The company-wide mandate also encouraged hesitant workers, even more than the D.C.-based mandate did.

“We had a whole bunch of people who had told us in the past they would never get the vaccine,” Bradshaw said. “And they were vaccinated within a week of us issuing the mandate, which was really shocking.”

Bradshaw himself decided not to be a direct part of the effort. He knew his tone may be less encouraging, and that he may come off as less empathetic to the workers who were hesitant. Instead, he let people take the charge that could demonstrate those qualities, especially the ones that may have been hesitant at first themselves.

When it came down to the end, there were only a few caregivers between GHC and its goal of hitting 100%. The remaining workers saw themselves as outliers and eventually decided to become a part of hitting the goal and not a roadblock.

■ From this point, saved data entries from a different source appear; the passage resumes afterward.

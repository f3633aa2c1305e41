/*!
 * Filesystem Syscalls
 * Path-based calls delegated to the FileSystem backend
 */

use super::context::SyscallContext;
use super::handler::{done, fail, SyscallHandler};
use super::types::{SyscallError, SyscallResult};
use crate::core::limits::{AT_FDCWD, O_RDONLY};
use crate::core::Errno;
use crate::fd::{DirectoryEntry, DirectoryFile, DirentType, StatFs};
use crate::guest::Arch;
use crate::scheduler::SyscallOutcome;
use crate::vfs::{proc_view, FileResult, OpenFlags, ProcView};
use tracing::{debug, info};

impl SyscallHandler {
    /// Resolve a guest path, serving the synthetic /proc views first
    pub fn resolve(&self, path: &str, oflags: i32) -> FileResult {
        match proc_view(path, self.pid()) {
            Some(ProcView::FdDir) => FileResult::Found(Box::new(self.create_fd_dir(oflags, path))),
            Some(ProcView::TaskDir) => FileResult::Found(Box::new(self.create_task_dir(oflags, path))),
            None => self.fs.resolve(path, OpenFlags::from_raw(oflags)),
        }
    }

    /// Snapshot of the open descriptors as symlink entries
    fn create_fd_dir(&self, oflags: i32, path: &str) -> DirectoryFile {
        let entries = self
            .fds
            .fds()
            .map(|fd| DirectoryEntry::new(DirentType::Lnk, fd.to_string()))
            .collect();
        DirectoryFile::new(oflags, path, entries)
    }

    fn create_task_dir(&self, oflags: i32, path: &str) -> DirectoryFile {
        let entries = vec![DirectoryEntry::new(DirentType::Dir, self.pid().to_string())];
        DirectoryFile::new(oflags, path, entries)
    }

    pub(super) fn openat(&mut self, ctx: &mut SyscallContext<'_>) -> SyscallResult<SyscallOutcome> {
        let dirfd = ctx.int_arg(0);
        let path = ctx.emulator.read_c_string(ctx.arg(1))?;
        let oflags = ctx.int_arg(2);
        if dirfd != AT_FDCWD && !path.starts_with('/') {
            return Err(SyscallError::unsupported(
                "openat",
                format!("dirfd={}, path={}", dirfd, path),
            ));
        }

        match self.resolve(&path, oflags) {
            FileResult::Found(io) => match self.fds.insert(io) {
                Ok(fd) => {
                    debug!(fd, path = %path, oflags = %format!("{:#o}", oflags), "openat");
                    done(fd)
                }
                Err(errno) => fail(ctx, errno),
            },
            FileResult::NotFound => {
                debug!(path = %path, "openat: no such file");
                fail(ctx, Errno::ENOENT)
            }
            FileResult::Failed(errno) => {
                info!(path = %path, %errno, "openat failed");
                fail(ctx, errno)
            }
        }
    }

    /// statfs64(path, size, buf) on arm32, statfs(path, buf) on arm64
    pub(super) fn statfs(&mut self, ctx: &mut SyscallContext<'_>) -> SyscallResult<SyscallOutcome> {
        let arch = ctx.arch();
        let path = ctx.emulator.read_c_string(ctx.arg(0))?;
        let buf = match arch {
            Arch::Arm32 => ctx.arg(2),
            Arch::Arm64 => ctx.arg(1),
        };

        let io = match self.resolve(&path, O_RDONLY) {
            FileResult::Found(io) => io,
            FileResult::NotFound => {
                info!(path = %path, buf = %format!("{:#x}", buf), "statfs: no such file");
                return fail(ctx, Errno::ENOENT);
            }
            FileResult::Failed(errno) => {
                info!(path = %path, %errno, "statfs failed");
                return fail(ctx, errno);
            }
        };

        let mut stat = StatFs::default();
        let ret = io.statfs(&mut stat);
        if ret != 0 {
            info!(path = %path, ret, "statfs failed");
        } else {
            ctx.emulator.write_bytes(buf, &stat.encode(arch))?;
            if self.config.verbose {
                info!(path = %path, kind = ?io.kind(), lr = %format!("{:#x}", ctx.emulator.lr()), "File statfs");
            }
            debug!(path = %path, buf = %format!("{:#x}", buf), "statfs");
        }
        done(ret)
    }

    pub(super) fn mkdirat(&mut self, ctx: &mut SyscallContext<'_>) -> SyscallResult<SyscallOutcome> {
        let dirfd = ctx.int_arg(0);
        let path = ctx.emulator.read_c_string(ctx.arg(1))?;
        let mode = ctx.arg(2) as u32;
        debug!(dirfd, path = %path, mode = %format!("{:o}", mode), "mkdirat");
        if dirfd != AT_FDCWD {
            return Err(SyscallError::unsupported(
                "mkdirat",
                format!("dirfd={}, path={}", dirfd, path),
            ));
        }

        if self.fs.mkdir(&path, mode) {
            debug!(path = %path, "mkdir succeeded");
            done(0)
        } else {
            info!(path = %path, mode = %format!("{:o}", mode), "mkdir failed");
            fail(ctx, Errno::EACCES)
        }
    }

    /// Always reports success; the backend result is only logged
    pub(super) fn renameat(&mut self, ctx: &mut SyscallContext<'_>) -> SyscallResult<SyscallOutcome> {
        let olddirfd = ctx.int_arg(0);
        let oldpath = ctx.emulator.read_c_string(ctx.arg(1))?;
        let newdirfd = ctx.int_arg(2);
        let newpath = ctx.emulator.read_c_string(ctx.arg(3))?;
        let ret = self.fs.rename(&oldpath, &newpath);
        if ret != 0 {
            info!(olddirfd, oldpath = %oldpath, newdirfd, newpath = %newpath, ret, "renameat failed");
        } else {
            debug!(olddirfd, oldpath = %oldpath, newdirfd, newpath = %newpath, "renameat");
        }
        done(0)
    }

    pub(super) fn unlinkat(&mut self, ctx: &mut SyscallContext<'_>) -> SyscallResult<SyscallOutcome> {
        let dirfd = ctx.int_arg(0);
        let path = ctx.emulator.read_c_string(ctx.arg(1))?;
        let flags = ctx.int_arg(2);
        self.fs.unlink(&path);
        debug!(dirfd, path = %path, flags, "unlinkat");
        done(0)
    }

    pub(super) fn fchmodat(&mut self, ctx: &mut SyscallContext<'_>) -> SyscallResult<SyscallOutcome> {
        let dirfd = ctx.int_arg(0);
        let path = ctx.emulator.read_c_string(ctx.arg(1))?;
        let mode = ctx.int_arg(2);
        let flags = ctx.int_arg(3);
        debug!(dirfd, path = %path, mode = %format!("{:o}", mode), flags = %format!("{:#x}", flags), "fchmodat");
        done(0)
    }

    pub(super) fn fchownat(&mut self, ctx: &mut SyscallContext<'_>) -> SyscallResult<SyscallOutcome> {
        let dirfd = ctx.int_arg(0);
        let path = ctx.emulator.read_c_string(ctx.arg(1))?;
        let owner = ctx.int_arg(2);
        let group = ctx.int_arg(3);
        let flags = ctx.int_arg(4);
        debug!(dirfd, path = %path, owner, group, flags = %format!("{:#x}", flags), "fchownat");
        done(0)
    }
}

“That was one of the things that was really effective, telling them that they were one of the only people that hadn’t done it,” Bradshaw said.

As for the advantage that has come with being a fully vaccinated agency, no one knows how long it will last. In fact, just hours after HHCN spoke with Bradshaw, Royal Care – another home care provider based in New York – reached out to say that it, too, had reached the 100%-vaccinated mark.

“We’re looking at a huge advantage right now, and it may last weeks or months, I don’t know,” Bradshaw said. “Honestly, for the betterment of society, I hope it’s not very long. But purely from a business standpoint, it’s definitely a strategic advantage.”

With vaccinating its own workforce in the rearview, GHC can now focus on the care it’s providing, and also on hiring new, fully vaccinated caregivers.